Dyne Therapeutics Receives FDA Fast Track Designation for DYNE-251 for the Treatment of Duchenne Muscular Dystrophy
Dyne Therapeutics, Inc. announced that the U.S. Food and Drug Administration (FDA) has granted Fast Track designation for DYNE-251 for the treatment of Duchenne muscular dystrophy (DMD) mutations amenable to exon 51 skipping. DYNE-251 is being evaluated in the Phase 1/2 DELIVER global clinical trial.

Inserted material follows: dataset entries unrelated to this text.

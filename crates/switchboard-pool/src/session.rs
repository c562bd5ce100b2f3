// Copyright (c) 2024-2026 Martin Schröder <info@swedishembedded.com>
//
// SPDX-License-Identifier: Apache-2.0
//! Derived conversation sessions.
//!
//! A session is never persisted and never supplied by the client; it is
//! derived from the first user message so that replays of the same
//! conversation hash to the same handle.  The session pins the
//! conversation to one account (sticky selection) which keeps upstream
//! prompt caches warm.

use std::collections::HashMap;
use std::sync::Mutex;
use std::time::Duration;

use chrono::{DateTime, Utc};
use sha2::{Digest, Sha256};
use tracing::debug;

/// Idle lifetime after which a session is forgotten.
const SESSION_TTL: Duration = Duration::from_secs(3600);
/// Hard cap on tracked sessions; oldest are evicted past this.
const MAX_SESSIONS: usize = 500;

#[derive(Debug, Clone)]
pub struct Session {
    pub id: String,
    pub pinned_account: Option<String>,
    pub message_count: u32,
    pub tokens_consumed: u64,
    pub last_seen: DateTime<Utc>,
}

pub struct SessionTracker {
    sessions: Mutex<HashMap<String, Session>>,
}

impl Default for SessionTracker {
    fn default() -> Self {
        Self::new()
    }
}

impl SessionTracker {
    pub fn new() -> Self {
        Self { sessions: Mutex::new(HashMap::new()) }
    }

    /// Derive the deterministic session id for a conversation from its
    /// first user message.
    pub fn derive_id(first_user_text: &str) -> String {
        let mut hasher = Sha256::new();
        hasher.update(b"session:");
        hasher.update(first_user_text.as_bytes());
        let digest = hasher.finalize();
        hex::encode(&digest[..16])
    }

    /// Observe a request for `id` with the given message count.
    ///
    /// A session continues only while it is seen within the TTL and its
    /// message count never decreases; a shorter history under the same
    /// id is a fresh conversation that happens to share a first message,
    /// so the pin is dropped and counters restart.
    pub fn touch(&self, id: &str, message_count: u32) -> Session {
        let now = Utc::now();
        let mut sessions = self.sessions.lock().unwrap_or_else(|e| e.into_inner());

        let continues = sessions.get(id).is_some_and(|s| {
            let age = (now - s.last_seen).to_std().unwrap_or_default();
            age <= SESSION_TTL && message_count >= s.message_count
        });

        if !continues {
            if sessions.contains_key(id) {
                debug!(session = id, "session restarted (ttl or history reset)");
            }
            sessions.insert(
                id.to_string(),
                Session {
                    id: id.to_string(),
                    pinned_account: None,
                    message_count,
                    tokens_consumed: 0,
                    last_seen: now,
                },
            );
        } else if let Some(s) = sessions.get_mut(id) {
            s.message_count = message_count;
            s.last_seen = now;
        }

        if sessions.len() > MAX_SESSIONS {
            evict_oldest(&mut sessions);
        }

        sessions.get(id).cloned().expect("session just inserted")
    }

    pub fn get(&self, id: &str) -> Option<Session> {
        self.sessions
            .lock()
            .unwrap_or_else(|e| e.into_inner())
            .get(id)
            .cloned()
    }

    /// Pin `id` to `account` for subsequent sticky selection.
    pub fn pin(&self, id: &str, account: &str) {
        let mut sessions = self.sessions.lock().unwrap_or_else(|e| e.into_inner());
        if let Some(s) = sessions.get_mut(id) {
            if s.pinned_account.as_deref() != Some(account) {
                debug!(session = id, account, "session pinned");
            }
            s.pinned_account = Some(account.to_string());
        }
    }

    /// Drop the pin so the next selection picks a fresh account.
    pub fn unpin(&self, id: &str) {
        let mut sessions = self.sessions.lock().unwrap_or_else(|e| e.into_inner());
        if let Some(s) = sessions.get_mut(id) {
            s.pinned_account = None;
        }
    }

    /// Add `tokens` to the session's consumption counter.
    pub fn record_tokens(&self, id: &str, tokens: u64) {
        let mut sessions = self.sessions.lock().unwrap_or_else(|e| e.into_inner());
        if let Some(s) = sessions.get_mut(id) {
            s.tokens_consumed += tokens;
        }
    }

    /// Forget sessions idle past the TTL.  Called from the periodic
    /// sweep task.
    pub fn sweep(&self) {
        let now = Utc::now();
        let mut sessions = self.sessions.lock().unwrap_or_else(|e| e.into_inner());
        sessions.retain(|_, s| {
            (now - s.last_seen).to_std().unwrap_or_default() <= SESSION_TTL
        });
    }

    pub fn len(&self) -> usize {
        self.sessions.lock().unwrap_or_else(|e| e.into_inner()).len()
    }

    pub fn is_empty(&self) -> bool {
        self.len() == 0
    }
}

fn evict_oldest(sessions: &mut HashMap<String, Session>) {
    // Copy keys first; the map cannot be mutated while iterating.
    while sessions.len() > MAX_SESSIONS {
        let oldest = sessions
            .values()
            .min_by_key(|s| s.last_seen)
            .map(|s| s.id.clone());
        match oldest {
            Some(id) => {
                debug!(session = %id, "evicting oldest session");
                sessions.remove(&id);
            }
            None => break,
        }
    }
}

// ─── Unit tests ──────────────────────────────────────────────────────────────

#[cfg(test)]
mod tests {
    use super::*;

    #[test]
    fn derive_id_is_deterministic() {
        let a = SessionTracker::derive_id("hello world");
        let b = SessionTracker::derive_id("hello world");
        let c = SessionTracker::derive_id("hello there");
        assert_eq!(a, b);
        assert_ne!(a, c);
        assert_eq!(a.len(), 32);
    }

    #[test]
    fn touch_creates_and_continues() {
        let t = SessionTracker::new();
        let s = t.touch("s1", 1);
        assert_eq!(s.message_count, 1);
        assert!(s.pinned_account.is_none());

        t.pin("s1", "a@x");
        let s = t.touch("s1", 3);
        assert_eq!(s.message_count, 3);
        assert_eq!(s.pinned_account.as_deref(), Some("a@x"));
    }

    #[test]
    fn shrinking_history_restarts_session() {
        let t = SessionTracker::new();
        t.touch("s1", 5);
        t.pin("s1", "a@x");
        // Same first message, but a shorter history: a new conversation.
        let s = t.touch("s1", 1);
        assert_eq!(s.message_count, 1);
        assert!(s.pinned_account.is_none());
        assert_eq!(s.tokens_consumed, 0);
    }

    #[test]
    fn tokens_accumulate() {
        let t = SessionTracker::new();
        t.touch("s1", 1);
        t.record_tokens("s1", 100);
        t.record_tokens("s1", 50);
        assert_eq!(t.get("s1").unwrap().tokens_consumed, 150);
    }

    #[test]
    fn capacity_evicts_oldest() {
        let t = SessionTracker::new();
        for i in 0..=MAX_SESSIONS {
            t.touch(&format!("s{i}"), 1);
        }
        assert_eq!(t.len(), MAX_SESSIONS);
        // s0 was the oldest insert and should be gone.
        assert!(t.get("s0").is_none());
        assert!(t.get(&format!("s{MAX_SESSIONS}")).is_some());
    }

    #[test]
    fn unpin_clears_pin() {
        let t = SessionTracker::new();
        t.touch("s1", 1);
        t.pin("s1", "a@x");
        t.unpin("s1");
        assert!(t.get("s1").unwrap().pinned_account.is_none());
    }
}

“Every day is critical for patients and their families, and we are pleased that the FDA granted Fast Track designation as this provides an opportunity to expedite the development of DYNE-251,” said Wildon Farwell, M.D., MPH, chief medical officer of Dyne. “Duchenne is a fatal disease and available therapies offer limited benefit. We are focused on driving toward meaningful clinical data in our DELIVER trial anticipated in the second half of 2023 and continuing to work closely with the DMD community and the FDA to advance a potentially transformative therapy.”

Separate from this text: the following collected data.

// Copyright (c) 2024-2026 Martin Schröder <info@swedishembedded.com>
//
// SPDX-License-Identifier: Apache-2.0
//! Response translation: upstream `generateContent` result → client
//! message format (non-streaming path).

use tracing::{debug, warn};

use switchboard_pool::SignatureCache;
use switchboard_protocol::claude::{
    is_valid_signature, ContentBlock, MediaSource, MessagesResponse, StopReason, Usage,
};
use switchboard_protocol::gemini::{
    Candidate, FinishReason, GenerateContentResponse, Part,
};
use switchboard_protocol::model_family::ModelFamily;

#[derive(Debug, Clone)]
pub struct ResponseOptions {
    /// Client-visible message id (`msg_<uuid>`).
    pub message_id: String,
    /// Client-requested model id, echoed back verbatim.
    pub model: String,
    pub session_id: String,
}

/// Translate a complete upstream response.  Signature side effects
/// (family and session caches, tool-id bindings) happen here so the
/// next turn can replay reasoning even if the client strips it.
pub fn translate_response(
    resp: &GenerateContentResponse,
    signatures: &SignatureCache,
    opts: &ResponseOptions,
) -> MessagesResponse {
    let mut out = MessagesResponse::new(opts.message_id.clone(), opts.model.clone());

    if resp.candidates.len() > 1 {
        debug!(count = resp.candidates.len(), "upstream returned multiple candidates; using the first");
    }
    let Some(candidate) = resp.candidates.first() else {
        warn!("upstream response has no candidates");
        out.stop_reason = Some(StopReason::EndTurn);
        out.usage = map_usage(resp);
        return out;
    };

    if matches!(
        candidate.finish_reason,
        Some(FinishReason::Safety) | Some(FinishReason::Recitation)
    ) {
        out.content = vec![blocked_text(candidate)];
        out.stop_reason = Some(StopReason::EndTurn);
        out.usage = map_usage(resp);
        return out;
    }

    let family = ModelFamily::of(&opts.model);
    let mut saw_tool_call = false;

    if let Some(content) = &candidate.content {
        for part in &content.parts {
            if let Some(block) = translate_part(part, signatures, family, opts, &mut saw_tool_call)
            {
                out.content.push(block);
            }
        }
    }

    if let Some(grounding) = &candidate.grounding_metadata {
        if let Some(block) = grounding_block(grounding) {
            out.content.push(block);
        }
    }

    out.stop_reason = Some(map_stop_reason(candidate.finish_reason, saw_tool_call));
    out.usage = map_usage(resp);
    out
}

fn translate_part(
    part: &Part,
    signatures: &SignatureCache,
    family: ModelFamily,
    opts: &ResponseOptions,
    saw_tool_call: &mut bool,
) -> Option<ContentBlock> {
    // Reasoning part: text with the thought flag.
    if part.thought {
        let signature = part
            .thought_signature
            .as_deref()
            .filter(|s| is_valid_signature(s))
            .map(str::to_string);
        if let Some(sig) = &signature {
            cache_signature(signatures, sig, family, &opts.session_id);
        }
        let text = part.text.clone().unwrap_or_default();
        if text.is_empty() {
            // Signature without visible reasoning: preserve it opaquely.
            return signature.map(|data| ContentBlock::RedactedThinking { data });
        }
        return Some(ContentBlock::Thinking { thinking: text, signature });
    }

    if let Some(call) = &part.function_call {
        *saw_tool_call = true;
        let id = call
            .id
            .clone()
            .unwrap_or_else(|| format!("toolu_{}", uuid::Uuid::new_v4().simple()));
        if let Some(sig) = part.thought_signature.as_deref().filter(|s| is_valid_signature(s)) {
            signatures.cache_tool_signature(&id, sig);
            cache_signature(signatures, sig, family, &opts.session_id);
        }
        return Some(ContentBlock::ToolUse {
            id,
            name: call.name.clone(),
            input: call.args.clone(),
        });
    }

    if let Some(blob) = &part.inline_data {
        return Some(ContentBlock::Image {
            source: MediaSource::Base64 {
                media_type: blob.mime_type.clone(),
                data: blob.data.clone(),
            },
        });
    }

    if let Some(file) = &part.file_data {
        let source = MediaSource::Url { url: file.file_uri.clone() };
        return Some(if file.mime_type.starts_with("image/") {
            ContentBlock::Image { source }
        } else {
            ContentBlock::Document { source }
        });
    }

    match part.text.as_deref() {
        Some(text) if !text.is_empty() => Some(ContentBlock::Text { text: text.to_string() }),
        _ => None,
    }
}

fn cache_signature(
    signatures: &SignatureCache,
    sig: &str,
    family: ModelFamily,
    session_id: &str,
) {
    if let Some(fam) = family.signature_family() {
        signatures.cache_signature_family(sig, &format!("{fam:?}").to_lowercase());
    }
    signatures.cache_session_signature(session_id, sig);
}

fn blocked_text(candidate: &Candidate) -> ContentBlock {
    let categories = candidate
        .safety_ratings
        .as_ref()
        .and_then(|r| r.as_array())
        .map(|ratings| {
            ratings
                .iter()
                .filter_map(|r| r["category"].as_str())
                .collect::<Vec<_>>()
                .join(", ")
        })
        .filter(|s| !s.is_empty())
        .unwrap_or_else(|| "unspecified".into());
    ContentBlock::Text {
        text: format!("[Content blocked by safety filter: {categories}]"),
    }
}

fn grounding_block(
    grounding: &switchboard_protocol::gemini::GroundingMetadata,
) -> Option<ContentBlock> {
    let mut lines = Vec::new();
    if !grounding.web_search_queries.is_empty() {
        lines.push(format!(
            "Search queries: {}",
            grounding.web_search_queries.join(", ")
        ));
    }
    let sources: Vec<String> = grounding
        .grounding_chunks
        .iter()
        .filter_map(|c| c.web.as_ref())
        .map(|w| w.uri.clone())
        .collect();
    if !sources.is_empty() {
        lines.push(format!("Sources: {}", sources.join(", ")));
    }
    (!lines.is_empty()).then(|| ContentBlock::Text { text: lines.join("\n") })
}

pub(crate) fn map_stop_reason(finish: Option<FinishReason>, saw_tool_call: bool) -> StopReason {
    if saw_tool_call {
        return StopReason::ToolUse;
    }
    match finish {
        Some(FinishReason::MaxTokens) => StopReason::MaxTokens,
        Some(FinishReason::ToolUse) => StopReason::ToolUse,
        _ => StopReason::EndTurn,
    }
}

pub(crate) fn map_usage(resp: &GenerateContentResponse) -> Usage {
    let Some(meta) = &resp.usage_metadata else { return Usage::default() };
    Usage {
        input_tokens: meta.prompt_token_count.saturating_sub(meta.cached_content_token_count),
        output_tokens: meta.candidates_token_count,
        cache_read_input_tokens: meta.cached_content_token_count,
        cache_creation_input_tokens: 0,
    }
}

// ─── Unit tests ──────────────────────────────────────────────────────────────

The FDA grants Fast Track designation to facilitate the development and expedite the review of drugs to treat serious conditions and fill an unmet medical need, with the ultimate goal of getting important new drugs to patients earlier. A drug that receives Fast Track designation may be eligible for more frequent meetings and communications with the FDA and rolling review of any application for marketing approval, which may lead to earlier drug approval and access by patients. A drug receiving Fast Track designation also may be eligible for Accelerated Approval and Priority Review if relevant criteria are met.